BWE NewsWorthy, Jakarta – Buruknya kualitas udara di DKI Jakarta sebetulnya bisa diidentifikasi jauh sebelum pandemi COVID-19. Seharusnya Pemprov DKI bisa melakukan langkah konkret untuk meningkatkan kualitas udara di Ibu Kota.
Hal itu disampaikan Juru Bicara (Jubir) Partai Solidaritas Indonesia (PSI), Ariyo Bimmo Soedjono. Ia menuturkan, bukannya mencari solusi, Pemprov DKI malah terlena lantaran polusi udara berkurang selama pandemi.
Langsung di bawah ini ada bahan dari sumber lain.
//! Digest computation for check-in occurrences using BLAKE3

use crate::check_in::event::{CheckInKind, CheckInType};
use blake3::Hasher;
use serde::{Serialize, Serializer};
use std::fmt;
use std::sync::atomic::{AtomicU64, Ordering};
use std::sync::OnceLock;

/// Deduplication key for a check-in occurrence
///
/// Two events with the same digest describe the same occurrence; only the most
/// recently scheduled one is delivered.
#[derive(Clone, Copy, PartialEq, Eq, Hash)]
pub struct Digest([u8; 32]);

impl Digest {
    pub fn from_bytes(bytes: [u8; 32]) -> Self {
        Self(bytes)
    }

    pub fn as_bytes(&self) -> &[u8; 32] {
        &self.0
    }

    pub fn to_hex(&self) -> String {
        hex::encode(self.0)
    }
}

impl fmt::Display for Digest {
    fn fmt(&self, f: &mut fmt::Formatter<'_>) -> fmt::Result {
        f.write_str(&self.to_hex())
    }
}

impl fmt::Debug for Digest {
    fn fmt(&self, f: &mut fmt::Formatter<'_>) -> fmt::Result {
        write!(f, "Digest({})", self.to_hex())
    }
}

impl Serialize for Digest {
    fn serialize<S: Serializer>(&self, serializer: S) -> Result<S::Ok, S::Error> {
        serializer.serialize_str(&self.to_hex())
    }
}

/// Token distinguishing separate occurrences of the same check-in identifier
#[derive(Debug, Clone, Copy, PartialEq, Eq, Hash)]
pub struct Occurrence(u64);

impl Occurrence {
    /// Draw a token no other occurrence in this process has used.
    ///
    /// Seeded from the process start time so tokens from different processes
    /// reporting the same identifier do not collide.
    pub fn next() -> Self {
        static COUNTER: AtomicU64 = AtomicU64::new(0);
        static SEED: OnceLock<u64> = OnceLock::new();
        let seed = *SEED.get_or_init(|| {
            let now = chrono::Utc::now();
            ((now.timestamp() as u64) << 20)
                ^ u64::from(now.timestamp_subsec_nanos())
                ^ (u64::from(std::process::id()) << 40)
        });
        Occurrence(seed.wrapping_add(COUNTER.fetch_add(1, Ordering::Relaxed)))
    }

    pub fn from_u64(value: u64) -> Self {
        Occurrence(value)
    }

    pub fn as_u64(self) -> u64 {
        self.0
    }
}

/// Compute the digest of a check-in occurrence
///
/// Digest = hash("check-in" || type || id_len || id || kind || occurrence)
///
/// Same inputs always produce the same digest; the kind is part of the hash so
/// the start and finish events of one cron occurrence are never coalesced.
pub fn compute_digest(
    check_in_type: CheckInType,
    identifier: &str,
    kind: Option<CheckInKind>,
    occurrence: Occurrence,
) -> Digest {
    let mut hasher = Hasher::new();

    hasher.update(b"check-in");
    hasher.update(check_in_type.as_str().as_bytes());

    // Length prefix keeps "ab"+"c" and "a"+"bc" apart
    hasher.update(&(identifier.len() as u64).to_be_bytes());
    hasher.update(identifier.as_bytes());

    match kind {
        Some(kind) => hasher.update(kind.as_str().as_bytes()),
        None => hasher.update(b"-"),
    };

    hasher.update(&occurrence.as_u64().to_be_bytes());

    Digest(*hasher.finalize().as_bytes())
}
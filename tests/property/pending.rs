//! Property-based tests for pending-set coalescing

use appsignal_check_in::check_in::pending::{Insertion, PendingSet};
use appsignal_check_in::check_in::{CheckInEvent, CheckInKind, Occurrence};
use proptest::prelude::*;
use std::collections::HashSet;

proptest! {
    /// The pending set holds one event per digest, in first-seen order
    #[test]
    fn test_pending_set_coalesces_by_digest(occurrences in proptest::collection::vec(0u64..16, 0..64)) {
        let mut pending = PendingSet::new();
        let mut seen = Vec::new();

        for occurrence in &occurrences {
            let event = CheckInEvent::cron(
                "job",
                CheckInKind::Finish,
                Occurrence::from_u64(*occurrence),
            );
            let expected = if seen.contains(occurrence) {
                Insertion::Replaced
            } else {
                seen.push(*occurrence);
                Insertion::Scheduled
            };
            prop_assert_eq!(pending.insert(event), expected);
        }

        prop_assert_eq!(pending.len(), seen.len());

        let expected_order: Vec<_> = seen
            .iter()
            .map(|occurrence| {
                CheckInEvent::cron("job", CheckInKind::Finish, Occurrence::from_u64(*occurrence))
                    .digest
            })
            .collect();
        let batch = pending.take();
        let order: Vec<_> = batch.iter().map(|e| e.digest).collect();
        prop_assert_eq!(order, expected_order);

        let unique: HashSet<_> = batch.iter().map(|e| e.digest).collect();
        prop_assert_eq!(unique.len(), batch.len());
        prop_assert!(pending.is_empty());
    }
}
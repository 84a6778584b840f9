pub mod auth;
pub mod cli;
pub mod client;
pub mod config;
pub mod migrate;
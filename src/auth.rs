use reqwest::RequestBuilder;

use crate::config::{FileConfig, DEFAULT_API_KEY};

/// Resolved authentication for one invocation. Exactly one mode is active:
/// a non-empty API token always wins over username/password.
#[derive(Debug, Clone, PartialEq, Eq)]
pub enum AuthContext {
    Token(String),
    Basic { username: String, password: String },
}

impl AuthContext {
    /// Explicit flags win over the config file; the built-in demo key is the
    /// last resort, applied only when neither level supplies a key. An empty
    /// `--api` value falls through to the configured key rather than masking
    /// it, so a token present anywhere keeps precedence over Basic mode.
    ///
    /// Missing Basic credentials resolve to empty strings and are rejected
    /// by the server; resolution itself never fails.
    pub fn resolve(
        config: &FileConfig,
        api_flag: Option<&str>,
        username_flag: Option<&str>,
        password_flag: Option<&str>,
    ) -> Self {
        let api_key = match (api_flag, config.api.key.as_deref()) {
            (Some(flag), _) if !flag.is_empty() => flag.to_string(),
            (_, Some(key)) => key.to_string(),
            (Some(_), None) => String::new(),
            (None, None) => DEFAULT_API_KEY.to_string(),
        };

        if !api_key.is_empty() {
            return AuthContext::Token(api_key);
        }

        AuthContext::Basic {
            username: username_flag
                .map(|s| s.to_string())
                .or_else(|| config.auth.username.clone())
                .unwrap_or_default(),
            password: password_flag
                .map(|s| s.to_string())
                .or_else(|| config.auth.password.clone())
                .unwrap_or_default(),
        }
    }

    pub fn apply(&self, request: RequestBuilder) -> RequestBuilder {
        match self {
            AuthContext::Token(key) => request.header("Authorization", format!("token {key}")),
            AuthContext::Basic { username, password } => {
                request.basic_auth(username, Some(password))
            }
        }
    }
}
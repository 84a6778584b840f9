use thiserror::Error;

use crate::client::{ApiClient, ApiError, MigrateRequest, Repo};

/// Either step failing ends the workflow; there is no rollback because the
/// import endpoint creates nothing on failure.
#[derive(Debug, Error)]
pub enum MigrateError {
    #[error("could not resolve the receiving account: {0}")]
    OwnerResolution(#[source] ApiError),
    #[error("migration was not accepted: {0}")]
    Submission(#[source] ApiError),
}

/// Imports a repository from a remote host into the authenticated user's
/// account. The import endpoint wants the numeric id of the receiving
/// account rather than a name, so the current user is resolved first; the
/// import request is never sent if that step fails.
pub async fn migrate_repo(
    client: &ApiClient,
    source_url: &str,
    name: Option<&str>,
) -> Result<Repo, MigrateError> {
    let repo_name = match name {
        Some(name) => name.to_string(),
        None => target_name(source_url),
    };

    let user = client
        .current_user()
        .await
        .map_err(MigrateError::OwnerResolution)?;

    let request = MigrateRequest {
        clone_addr: source_url.to_string(),
        repo_name,
        uid: user.id,
        mirror: false,
        private: false,
    };

    client
        .migrate_repo(&request)
        .await
        .map_err(MigrateError::Submission)
}

/// Default target name: the last non-empty `/`-segment of the source URL,
/// extension kept.
pub fn target_name(source_url: &str) -> String {
    source_url
        .split('/')
        .rev()
        .find(|segment| !segment.is_empty())
        .unwrap_or(source_url)
        .to_string()
}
Padahal, berkurangnya polusi itu seiring dengan kebijakan pembatasan mobilitas kendaraan maupun orang untuk mencegah penularan COVID-19.
“Sebelum pandemi, sebenarnya sudah dapat ditemukenali tingginya polusi Jakarta. Lalu rendahnya mobilitas selama pandemi sedikit menolong, malah diklaim sebagai pengurangan polusi. Alih-alih, anggaran malah buat jaminan Formula E,” kata Ariyo Bimmo di akun Twitternya, Rabu (22/6/2022).
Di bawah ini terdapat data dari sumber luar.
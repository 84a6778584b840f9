use reqwest::{Method, StatusCode};
use serde::{Deserialize, Serialize};

use super::{http_error, ApiClient, ApiError};

#[derive(Debug, Clone, Deserialize)]
pub struct Repo {
    pub name: String,
    pub full_name: Option<String>,
    pub owner: Option<RepoOwner>,
}

#[derive(Debug, Clone, Deserialize)]
pub struct RepoOwner {
    pub id: i64,
    // Gogs serves the account name as `username`; newer forks use `login`.
    #[serde(alias = "username")]
    pub login: String,
}

#[derive(Debug, Serialize)]
struct RepoCreate<'a> {
    name: &'a str,
}

/// Import request for `/repos/migrate`. `uid` is the numeric id of the
/// receiving account, so this cannot be built until the current user has
/// been resolved.
#[derive(Debug, Clone, Serialize)]
pub struct MigrateRequest {
    pub clone_addr: String,
    pub repo_name: String,
    pub uid: i64,
    pub mirror: bool,
    pub private: bool,
}

/// A repository that is already gone is the desired end state of a remove,
/// not a failure.
#[derive(Debug, Clone, Copy, PartialEq, Eq)]
pub enum RemoveOutcome {
    Removed,
    NotFound,
}

impl ApiClient {
    pub async fn create_repo(&self, name: &str) -> Result<Repo, ApiError> {
        let response = self
            .build_request(Method::POST, "/user/repos")
            .json(&RepoCreate { name })
            .send()
            .await?;

        if !response.status().is_success() {
            return Err(http_error(response).await);
        }

        Ok(response.json().await?)
    }

    pub async fn list_repos(&self) -> Result<Vec<Repo>, ApiError> {
        let response = self
            .build_request(Method::GET, "/user/repos")
            .send()
            .await?;

        if !response.status().is_success() {
            return Err(http_error(response).await);
        }

        Ok(response.json().await?)
    }

    pub async fn remove_repo(&self, owner: &str, name: &str) -> Result<RemoveOutcome, ApiError> {
        let response = self
            .build_request(Method::DELETE, &format!("/repos/{owner}/{name}"))
            .send()
            .await?;

        match response.status() {
            StatusCode::NOT_FOUND => Ok(RemoveOutcome::NotFound),
            status if status.is_success() => Ok(RemoveOutcome::Removed),
            _ => Err(http_error(response).await),
        }
    }

    /// One attempt, no retries. The import endpoint is atomic from the
    /// client's perspective, so a failure here leaves nothing to clean up.
    pub async fn migrate_repo(&self, request: &MigrateRequest) -> Result<Repo, ApiError> {
        let response = self
            .build_request(Method::POST, "/repos/migrate")
            .json(request)
            .send()
            .await?;

        match response.status() {
            StatusCode::OK | StatusCode::CREATED => Ok(response.json().await?),
            _ => Err(http_error(response).await),
        }
    }
}
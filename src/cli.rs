use anyhow::{Context, Result};
use clap::{Parser, Subcommand};
use colored::Colorize;

use crate::auth::AuthContext;
use crate::client::{ApiClient, RemoveOutcome};
use crate::config::FileConfig;
use crate::migrate;

#[derive(Parser)]
#[command(name = "gogs")]
#[command(about = "A CLI client for the Gogs repository API", long_about = None)]
pub struct Cli {
    #[command(subcommand)]
    pub command: Commands,

    /// Username for basic authentication (overrides config)
    #[arg(short, long, global = true)]
    pub username: Option<String>,

    /// Password for basic authentication (overrides config)
    #[arg(short, long, global = true)]
    pub password: Option<String>,

    /// API token (overrides config)
    #[arg(long, global = true)]
    pub api: Option<String>,

    /// API base URL (overrides config)
    #[arg(long, global = true)]
    pub url: Option<String>,

    /// Print full error chains on failure
    #[arg(short, long, global = true)]
    pub verbose: bool,
}

#[derive(Subcommand)]
pub enum Commands {
    /// Repository operations
    #[command(subcommand)]
    Repo(RepoCommands),
}

#[derive(Subcommand)]
pub enum RepoCommands {
    /// Create a new repository
    Add {
        /// Repository name
        name: String,
    },

    /// List repositories owned by the authenticated user
    List,

    /// Delete a repository owned by the authenticated user
    Remove {
        /// Repository name
        name: String,
    },

    /// Import a repository from a remote host
    Migrate {
        /// Clone URL of the source repository
        source_url: String,

        /// Name for the imported repository (defaults to the last path
        /// segment of the source URL)
        #[arg(long)]
        name: Option<String>,
    },
}

impl Cli {
    pub async fn run(self) -> Result<()> {
        let config = FileConfig::load()?;
        let base_url = config.resolve_base_url(self.url.as_deref());
        let auth = AuthContext::resolve(
            &config,
            self.api.as_deref(),
            self.username.as_deref(),
            self.password.as_deref(),
        );
        let client = ApiClient::new(&base_url, auth).context("Failed to create HTTP client")?;

        match self.command {
            Commands::Repo(cmd) => match cmd {
                RepoCommands::Add { name } => {
                    let repo = client
                        .create_repo(&name)
                        .await
                        .with_context(|| format!("Failed to create repository '{name}'"))?;
                    println!("{}", "✓ Repository created successfully!".green());
                    println!("  Name: {}", repo.full_name.as_deref().unwrap_or(&repo.name));
                }
                RepoCommands::List => {
                    let repos = client
                        .list_repos()
                        .await
                        .context("Failed to list repositories")?;
                    if repos.is_empty() {
                        println!("{}", "No repositories found.".yellow());
                    } else {
                        println!("Found {} repository(ies):\n", repos.len());
                        for repo in &repos {
                            println!("  {}", repo.full_name.as_deref().unwrap_or(&repo.name));
                        }
                    }
                }
                RepoCommands::Remove { name } => {
                    let user = client
                        .current_user()
                        .await
                        .context("Failed to resolve repository owner")?;
                    let outcome = client
                        .remove_repo(&user.login, &name)
                        .await
                        .with_context(|| format!("Failed to remove repository '{name}'"))?;
                    match outcome {
                        RemoveOutcome::Removed => {
                            println!(
                                "{}",
                                format!("✓ Repository '{}/{}' removed.", user.login, name).green()
                            );
                        }
                        RemoveOutcome::NotFound => {
                            println!(
                                "{}",
                                format!(
                                    "Repository '{}/{}' not found. Nothing to remove.",
                                    user.login, name
                                )
                                .yellow()
                            );
                        }
                    }
                }
                RepoCommands::Migrate { source_url, name } => {
                    let repo = migrate::migrate_repo(&client, &source_url, name.as_deref())
                        .await
                        .with_context(|| format!("Failed to migrate '{source_url}'"))?;
                    println!("{}", "✓ Migration completed!".green());
                    println!("  Name: {}", repo.full_name.as_deref().unwrap_or(&repo.name));
                    println!("  Source: {}", source_url);
                }
            },
        }

        Ok(())
    }
}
Selama pandemi, Pemprov DKI Jakarta di bawah kepemimpinan Anies Baswedan menurutnya tidak melakukan langkah substansial untuk mengurangi risiko akibat buruknya polusi udara. Sebaliknya, Anies malah getol menggelar ajang yang menurut Ariyo hanya untuk memoles citra sang gubernur.
“Kendaraan bermotor terus bertambah, jalur busway tidak bertambah sejak 2017, jalur sepeda dan trotoar hanya di ruas jalan tertentu. Ujungnya proyek komestik. Stop tambah bedak, pak gubernur,” ucapnya.
Diketahui, DKI Jakarta kembali menjadi kota teratas dengan kualitas udara terburuk di dunia. Menurut data IQ Air, AQI US Jakarta berada di angka 196 yakni kategori kualitas udara tidak sehat.
Data pada Senin (20/6/2022) sekitar pukul 07:33 WIB, kandungan konsentrasi PM 2.5 di Ibu Kota 27 kali lebih tinggi dari nilai pedoman kualitas udara tahunan Organisasi Kesehatan Dunia (WHO).